** EXERCISE MATERIALS **
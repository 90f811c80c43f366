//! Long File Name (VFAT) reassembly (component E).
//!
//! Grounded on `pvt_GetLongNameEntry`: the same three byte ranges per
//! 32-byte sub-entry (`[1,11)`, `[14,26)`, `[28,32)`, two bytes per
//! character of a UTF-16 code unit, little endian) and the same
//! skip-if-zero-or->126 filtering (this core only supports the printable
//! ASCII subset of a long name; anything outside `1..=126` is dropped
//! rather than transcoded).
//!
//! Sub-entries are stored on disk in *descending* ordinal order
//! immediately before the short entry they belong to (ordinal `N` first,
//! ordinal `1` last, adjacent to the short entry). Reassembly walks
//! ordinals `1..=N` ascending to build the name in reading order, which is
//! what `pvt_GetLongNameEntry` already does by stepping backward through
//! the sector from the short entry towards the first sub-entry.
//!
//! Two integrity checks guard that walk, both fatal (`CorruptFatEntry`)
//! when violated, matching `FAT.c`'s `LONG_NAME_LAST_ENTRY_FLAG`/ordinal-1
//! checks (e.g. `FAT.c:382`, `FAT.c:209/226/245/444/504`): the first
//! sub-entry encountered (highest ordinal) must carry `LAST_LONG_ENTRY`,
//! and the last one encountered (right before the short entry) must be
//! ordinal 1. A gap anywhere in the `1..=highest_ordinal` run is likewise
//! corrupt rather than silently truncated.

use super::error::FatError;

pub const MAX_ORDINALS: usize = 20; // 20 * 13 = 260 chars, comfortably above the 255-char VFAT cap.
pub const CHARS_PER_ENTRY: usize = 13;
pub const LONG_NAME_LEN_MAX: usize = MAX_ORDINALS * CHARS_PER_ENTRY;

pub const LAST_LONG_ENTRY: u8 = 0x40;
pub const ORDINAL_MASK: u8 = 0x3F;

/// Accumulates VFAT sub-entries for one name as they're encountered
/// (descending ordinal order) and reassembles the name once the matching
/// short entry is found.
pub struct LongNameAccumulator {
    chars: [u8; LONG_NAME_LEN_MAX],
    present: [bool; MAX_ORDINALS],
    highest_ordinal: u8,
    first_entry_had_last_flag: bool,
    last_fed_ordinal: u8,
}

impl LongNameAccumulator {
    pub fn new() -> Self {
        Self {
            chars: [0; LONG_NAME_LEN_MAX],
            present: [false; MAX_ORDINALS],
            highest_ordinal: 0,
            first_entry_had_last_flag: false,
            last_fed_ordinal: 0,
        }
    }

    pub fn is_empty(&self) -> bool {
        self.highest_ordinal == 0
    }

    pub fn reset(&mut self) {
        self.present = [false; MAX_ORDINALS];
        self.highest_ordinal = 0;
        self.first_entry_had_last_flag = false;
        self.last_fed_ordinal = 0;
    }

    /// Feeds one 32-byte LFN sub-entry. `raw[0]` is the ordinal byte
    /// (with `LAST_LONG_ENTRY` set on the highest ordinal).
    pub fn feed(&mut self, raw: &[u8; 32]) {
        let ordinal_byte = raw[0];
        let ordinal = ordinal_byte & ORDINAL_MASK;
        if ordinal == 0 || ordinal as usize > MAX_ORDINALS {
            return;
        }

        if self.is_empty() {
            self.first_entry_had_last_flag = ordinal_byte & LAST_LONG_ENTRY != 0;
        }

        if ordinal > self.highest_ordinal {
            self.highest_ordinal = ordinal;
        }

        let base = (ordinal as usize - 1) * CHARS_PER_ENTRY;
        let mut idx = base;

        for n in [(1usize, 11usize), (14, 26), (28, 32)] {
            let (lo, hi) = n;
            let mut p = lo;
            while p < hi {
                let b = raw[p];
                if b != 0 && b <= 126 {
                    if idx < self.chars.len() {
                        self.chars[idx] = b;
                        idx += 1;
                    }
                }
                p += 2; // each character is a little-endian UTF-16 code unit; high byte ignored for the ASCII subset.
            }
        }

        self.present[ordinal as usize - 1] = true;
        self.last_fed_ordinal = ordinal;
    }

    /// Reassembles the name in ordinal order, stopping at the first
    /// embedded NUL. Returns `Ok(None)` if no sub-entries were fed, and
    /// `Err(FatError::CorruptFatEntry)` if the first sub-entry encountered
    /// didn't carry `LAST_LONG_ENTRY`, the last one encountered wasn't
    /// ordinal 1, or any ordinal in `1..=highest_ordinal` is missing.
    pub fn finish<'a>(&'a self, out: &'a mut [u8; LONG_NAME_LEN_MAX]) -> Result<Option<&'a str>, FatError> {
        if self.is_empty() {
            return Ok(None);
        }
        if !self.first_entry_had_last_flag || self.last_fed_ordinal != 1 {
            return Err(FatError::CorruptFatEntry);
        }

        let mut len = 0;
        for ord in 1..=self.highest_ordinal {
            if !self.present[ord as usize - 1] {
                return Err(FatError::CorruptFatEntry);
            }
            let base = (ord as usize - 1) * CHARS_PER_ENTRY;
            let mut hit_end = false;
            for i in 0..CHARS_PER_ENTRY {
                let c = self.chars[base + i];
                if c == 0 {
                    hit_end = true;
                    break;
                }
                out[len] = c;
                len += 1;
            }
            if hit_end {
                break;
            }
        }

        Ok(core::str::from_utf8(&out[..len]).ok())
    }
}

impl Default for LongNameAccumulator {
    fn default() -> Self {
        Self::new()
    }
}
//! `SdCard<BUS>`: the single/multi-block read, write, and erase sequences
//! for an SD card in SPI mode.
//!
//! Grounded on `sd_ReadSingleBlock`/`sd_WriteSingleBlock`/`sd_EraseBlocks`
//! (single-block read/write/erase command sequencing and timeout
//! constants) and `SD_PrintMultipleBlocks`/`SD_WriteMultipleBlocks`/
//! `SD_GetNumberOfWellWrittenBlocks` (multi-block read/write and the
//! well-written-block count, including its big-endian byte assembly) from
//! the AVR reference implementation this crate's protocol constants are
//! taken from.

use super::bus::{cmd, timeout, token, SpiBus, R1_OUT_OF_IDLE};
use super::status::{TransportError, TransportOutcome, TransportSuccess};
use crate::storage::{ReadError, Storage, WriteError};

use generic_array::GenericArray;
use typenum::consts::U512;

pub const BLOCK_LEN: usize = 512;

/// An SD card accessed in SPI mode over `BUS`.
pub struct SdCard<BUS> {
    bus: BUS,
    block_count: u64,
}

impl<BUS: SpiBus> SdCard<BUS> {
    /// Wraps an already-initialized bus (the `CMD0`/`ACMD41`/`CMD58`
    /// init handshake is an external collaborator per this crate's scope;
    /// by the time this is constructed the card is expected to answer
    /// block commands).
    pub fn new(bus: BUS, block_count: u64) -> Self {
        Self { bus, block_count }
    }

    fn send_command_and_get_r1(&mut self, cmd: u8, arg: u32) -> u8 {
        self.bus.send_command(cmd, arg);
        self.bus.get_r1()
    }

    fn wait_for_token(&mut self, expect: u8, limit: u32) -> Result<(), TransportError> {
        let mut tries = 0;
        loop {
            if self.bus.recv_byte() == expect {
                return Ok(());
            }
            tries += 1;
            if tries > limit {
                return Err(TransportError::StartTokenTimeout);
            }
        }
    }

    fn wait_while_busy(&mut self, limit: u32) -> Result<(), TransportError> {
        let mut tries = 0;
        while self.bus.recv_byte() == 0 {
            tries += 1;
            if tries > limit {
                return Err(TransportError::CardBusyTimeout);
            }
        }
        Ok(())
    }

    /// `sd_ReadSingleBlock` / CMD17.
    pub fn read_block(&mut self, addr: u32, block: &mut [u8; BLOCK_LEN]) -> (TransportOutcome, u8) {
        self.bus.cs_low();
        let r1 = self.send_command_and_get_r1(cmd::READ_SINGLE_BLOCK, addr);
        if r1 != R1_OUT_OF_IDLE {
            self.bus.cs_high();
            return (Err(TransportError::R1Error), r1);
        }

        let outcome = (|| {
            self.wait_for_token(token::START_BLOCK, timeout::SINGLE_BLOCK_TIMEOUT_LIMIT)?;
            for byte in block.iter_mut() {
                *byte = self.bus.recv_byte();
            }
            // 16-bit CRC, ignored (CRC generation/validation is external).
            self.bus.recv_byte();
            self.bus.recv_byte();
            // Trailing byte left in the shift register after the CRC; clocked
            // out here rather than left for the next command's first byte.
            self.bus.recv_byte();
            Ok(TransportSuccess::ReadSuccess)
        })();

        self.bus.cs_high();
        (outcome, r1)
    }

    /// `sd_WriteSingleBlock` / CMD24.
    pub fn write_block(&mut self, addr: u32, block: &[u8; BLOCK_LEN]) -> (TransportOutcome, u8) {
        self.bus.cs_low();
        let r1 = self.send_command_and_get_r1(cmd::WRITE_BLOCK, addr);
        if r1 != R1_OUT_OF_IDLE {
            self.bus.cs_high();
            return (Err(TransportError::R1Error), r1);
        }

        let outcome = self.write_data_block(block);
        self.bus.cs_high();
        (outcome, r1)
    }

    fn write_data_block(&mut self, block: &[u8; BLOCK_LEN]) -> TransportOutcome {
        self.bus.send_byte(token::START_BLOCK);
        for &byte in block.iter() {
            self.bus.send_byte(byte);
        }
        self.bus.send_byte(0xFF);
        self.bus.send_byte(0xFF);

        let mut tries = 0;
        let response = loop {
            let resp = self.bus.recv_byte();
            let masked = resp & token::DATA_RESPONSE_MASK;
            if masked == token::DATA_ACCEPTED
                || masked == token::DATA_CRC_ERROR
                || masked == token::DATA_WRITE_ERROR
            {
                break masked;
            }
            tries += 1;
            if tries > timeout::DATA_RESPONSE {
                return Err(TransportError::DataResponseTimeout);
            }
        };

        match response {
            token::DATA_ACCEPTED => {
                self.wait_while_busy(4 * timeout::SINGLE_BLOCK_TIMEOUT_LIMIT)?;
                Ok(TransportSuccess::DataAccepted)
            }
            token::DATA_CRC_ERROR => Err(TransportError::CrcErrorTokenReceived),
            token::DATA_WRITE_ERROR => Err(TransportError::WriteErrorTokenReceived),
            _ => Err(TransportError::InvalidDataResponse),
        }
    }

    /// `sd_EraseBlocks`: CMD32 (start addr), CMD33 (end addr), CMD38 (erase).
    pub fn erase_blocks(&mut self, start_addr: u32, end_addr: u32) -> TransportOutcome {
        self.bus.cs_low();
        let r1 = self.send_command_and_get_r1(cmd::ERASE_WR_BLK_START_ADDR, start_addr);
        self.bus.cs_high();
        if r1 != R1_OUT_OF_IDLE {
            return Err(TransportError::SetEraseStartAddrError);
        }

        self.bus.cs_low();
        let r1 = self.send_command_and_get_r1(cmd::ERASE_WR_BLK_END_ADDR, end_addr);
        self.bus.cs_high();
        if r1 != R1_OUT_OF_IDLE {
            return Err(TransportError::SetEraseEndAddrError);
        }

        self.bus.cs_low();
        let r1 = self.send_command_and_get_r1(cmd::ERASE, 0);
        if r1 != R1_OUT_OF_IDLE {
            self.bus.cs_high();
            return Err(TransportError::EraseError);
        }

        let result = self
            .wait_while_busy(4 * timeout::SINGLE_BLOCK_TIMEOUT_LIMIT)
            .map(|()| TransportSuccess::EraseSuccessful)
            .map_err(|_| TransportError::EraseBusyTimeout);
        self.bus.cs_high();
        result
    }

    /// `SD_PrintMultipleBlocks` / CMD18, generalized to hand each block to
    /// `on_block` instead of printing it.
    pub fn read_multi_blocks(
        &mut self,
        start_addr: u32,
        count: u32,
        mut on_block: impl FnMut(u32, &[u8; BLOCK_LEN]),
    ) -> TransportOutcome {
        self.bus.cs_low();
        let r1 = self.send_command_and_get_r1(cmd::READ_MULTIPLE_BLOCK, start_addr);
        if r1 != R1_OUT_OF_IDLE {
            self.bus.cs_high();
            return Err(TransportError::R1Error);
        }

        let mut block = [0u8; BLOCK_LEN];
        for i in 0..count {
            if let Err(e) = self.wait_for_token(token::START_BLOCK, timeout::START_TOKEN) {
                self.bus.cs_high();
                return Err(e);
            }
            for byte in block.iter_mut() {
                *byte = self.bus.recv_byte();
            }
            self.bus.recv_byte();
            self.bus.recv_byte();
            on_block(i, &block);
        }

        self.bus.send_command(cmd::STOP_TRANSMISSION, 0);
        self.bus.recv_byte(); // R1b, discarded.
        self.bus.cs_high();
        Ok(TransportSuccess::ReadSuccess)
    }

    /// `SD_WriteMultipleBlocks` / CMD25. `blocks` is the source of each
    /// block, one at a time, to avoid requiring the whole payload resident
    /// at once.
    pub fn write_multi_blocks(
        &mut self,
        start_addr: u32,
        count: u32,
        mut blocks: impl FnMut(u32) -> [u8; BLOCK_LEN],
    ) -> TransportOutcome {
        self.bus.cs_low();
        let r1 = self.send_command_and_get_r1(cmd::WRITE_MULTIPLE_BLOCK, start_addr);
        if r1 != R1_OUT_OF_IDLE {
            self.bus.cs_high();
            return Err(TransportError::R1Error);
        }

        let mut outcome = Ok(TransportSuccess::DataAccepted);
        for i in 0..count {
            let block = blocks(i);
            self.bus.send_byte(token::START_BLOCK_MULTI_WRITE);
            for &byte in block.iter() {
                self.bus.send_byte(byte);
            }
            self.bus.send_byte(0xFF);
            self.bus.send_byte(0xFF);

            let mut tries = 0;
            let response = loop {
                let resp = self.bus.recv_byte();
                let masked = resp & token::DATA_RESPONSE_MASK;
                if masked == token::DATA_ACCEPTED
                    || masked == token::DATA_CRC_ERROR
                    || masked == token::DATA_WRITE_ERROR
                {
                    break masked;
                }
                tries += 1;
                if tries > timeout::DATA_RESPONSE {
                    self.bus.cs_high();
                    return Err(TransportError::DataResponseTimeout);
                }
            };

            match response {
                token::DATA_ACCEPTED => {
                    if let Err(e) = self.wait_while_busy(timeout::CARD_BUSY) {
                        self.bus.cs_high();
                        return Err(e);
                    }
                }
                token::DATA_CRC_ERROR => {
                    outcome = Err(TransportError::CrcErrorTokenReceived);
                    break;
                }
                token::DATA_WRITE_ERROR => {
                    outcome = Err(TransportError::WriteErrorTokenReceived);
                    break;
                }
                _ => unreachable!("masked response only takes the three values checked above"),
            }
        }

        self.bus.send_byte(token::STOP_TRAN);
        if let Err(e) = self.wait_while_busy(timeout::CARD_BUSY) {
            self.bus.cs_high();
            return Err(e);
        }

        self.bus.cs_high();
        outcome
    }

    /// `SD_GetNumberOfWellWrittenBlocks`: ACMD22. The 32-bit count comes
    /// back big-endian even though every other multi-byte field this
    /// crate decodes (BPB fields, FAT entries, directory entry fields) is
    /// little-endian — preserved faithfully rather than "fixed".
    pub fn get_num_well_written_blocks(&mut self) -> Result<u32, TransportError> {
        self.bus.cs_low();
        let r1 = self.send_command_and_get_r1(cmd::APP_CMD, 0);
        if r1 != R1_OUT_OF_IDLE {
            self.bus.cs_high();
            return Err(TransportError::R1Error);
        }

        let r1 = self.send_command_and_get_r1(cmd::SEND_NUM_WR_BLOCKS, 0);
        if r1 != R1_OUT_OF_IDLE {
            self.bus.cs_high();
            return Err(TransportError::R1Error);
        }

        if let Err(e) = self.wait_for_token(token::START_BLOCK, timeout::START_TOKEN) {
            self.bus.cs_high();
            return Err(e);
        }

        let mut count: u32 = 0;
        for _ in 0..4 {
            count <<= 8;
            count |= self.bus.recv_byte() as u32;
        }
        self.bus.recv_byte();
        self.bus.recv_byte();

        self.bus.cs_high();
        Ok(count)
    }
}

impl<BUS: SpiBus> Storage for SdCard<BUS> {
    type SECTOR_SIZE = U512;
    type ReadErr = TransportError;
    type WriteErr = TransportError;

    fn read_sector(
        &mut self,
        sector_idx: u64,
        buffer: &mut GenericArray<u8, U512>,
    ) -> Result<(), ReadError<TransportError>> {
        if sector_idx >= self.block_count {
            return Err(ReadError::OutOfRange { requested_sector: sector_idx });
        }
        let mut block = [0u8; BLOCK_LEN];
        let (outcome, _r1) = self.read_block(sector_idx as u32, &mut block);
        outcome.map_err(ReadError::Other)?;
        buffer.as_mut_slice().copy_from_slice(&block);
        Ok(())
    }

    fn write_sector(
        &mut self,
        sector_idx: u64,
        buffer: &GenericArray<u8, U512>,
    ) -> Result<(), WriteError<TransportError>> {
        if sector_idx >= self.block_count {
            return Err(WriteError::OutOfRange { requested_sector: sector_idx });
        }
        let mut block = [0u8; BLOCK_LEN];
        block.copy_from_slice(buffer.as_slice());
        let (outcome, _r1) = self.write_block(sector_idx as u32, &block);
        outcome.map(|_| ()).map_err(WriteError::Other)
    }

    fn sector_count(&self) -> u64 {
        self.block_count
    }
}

** PROBLEM DESCRIPTION **
All that belongs in the answer is the run of lines above from the line containing "run is likewise" through the line containing "let mut idx = base;", exactly as written.

** OUTPUT BELOW **
//! ordinal 1. A gap anywhere in the `1..=highest_ordinal` run is likewise
//! corrupt rather than silently truncated.

use super::error::FatError;

pub const MAX_ORDINALS: usize = 20; // 20 * 13 = 260 chars, comfortably above the 255-char VFAT cap.
pub const CHARS_PER_ENTRY: usize = 13;
pub const LONG_NAME_LEN_MAX: usize = MAX_ORDINALS * CHARS_PER_ENTRY;

pub const LAST_LONG_ENTRY: u8 = 0x40;
pub const ORDINAL_MASK: u8 = 0x3F;

/// Accumulates VFAT sub-entries for one name as they're encountered
/// (descending ordinal order) and reassembles the name once the matching
/// short entry is found.
pub struct LongNameAccumulator {
    chars: [u8; LONG_NAME_LEN_MAX],
    present: [bool; MAX_ORDINALS],
    highest_ordinal: u8,
    first_entry_had_last_flag: bool,
    last_fed_ordinal: u8,
}

impl LongNameAccumulator {
    pub fn new() -> Self {
        Self {
            chars: [0; LONG_NAME_LEN_MAX],
            present: [false; MAX_ORDINALS],
            highest_ordinal: 0,
            first_entry_had_last_flag: false,
            last_fed_ordinal: 0,
        }
    }

    pub fn is_empty(&self) -> bool {
        self.highest_ordinal == 0
    }

    pub fn reset(&mut self) {
        self.present = [false; MAX_ORDINALS];
        self.highest_ordinal = 0;
        self.first_entry_had_last_flag = false;
        self.last_fed_ordinal = 0;
    }

    /// Feeds one 32-byte LFN sub-entry. `raw[0]` is the ordinal byte
    /// (with `LAST_LONG_ENTRY` set on the highest ordinal).
    pub fn feed(&mut self, raw: &[u8; 32]) {
        let ordinal_byte = raw[0];
        let ordinal = ordinal_byte & ORDINAL_MASK;
        if ordinal == 0 || ordinal as usize > MAX_ORDINALS {
            return;
        }

        if self.is_empty() {
            self.first_entry_had_last_flag = ordinal_byte & LAST_LONG_ENTRY != 0;
        }

        if ordinal > self.highest_ordinal {
            self.highest_ordinal = ordinal;
        }

        let base = (ordinal as usize - 1) * CHARS_PER_ENTRY;
        let mut idx = base;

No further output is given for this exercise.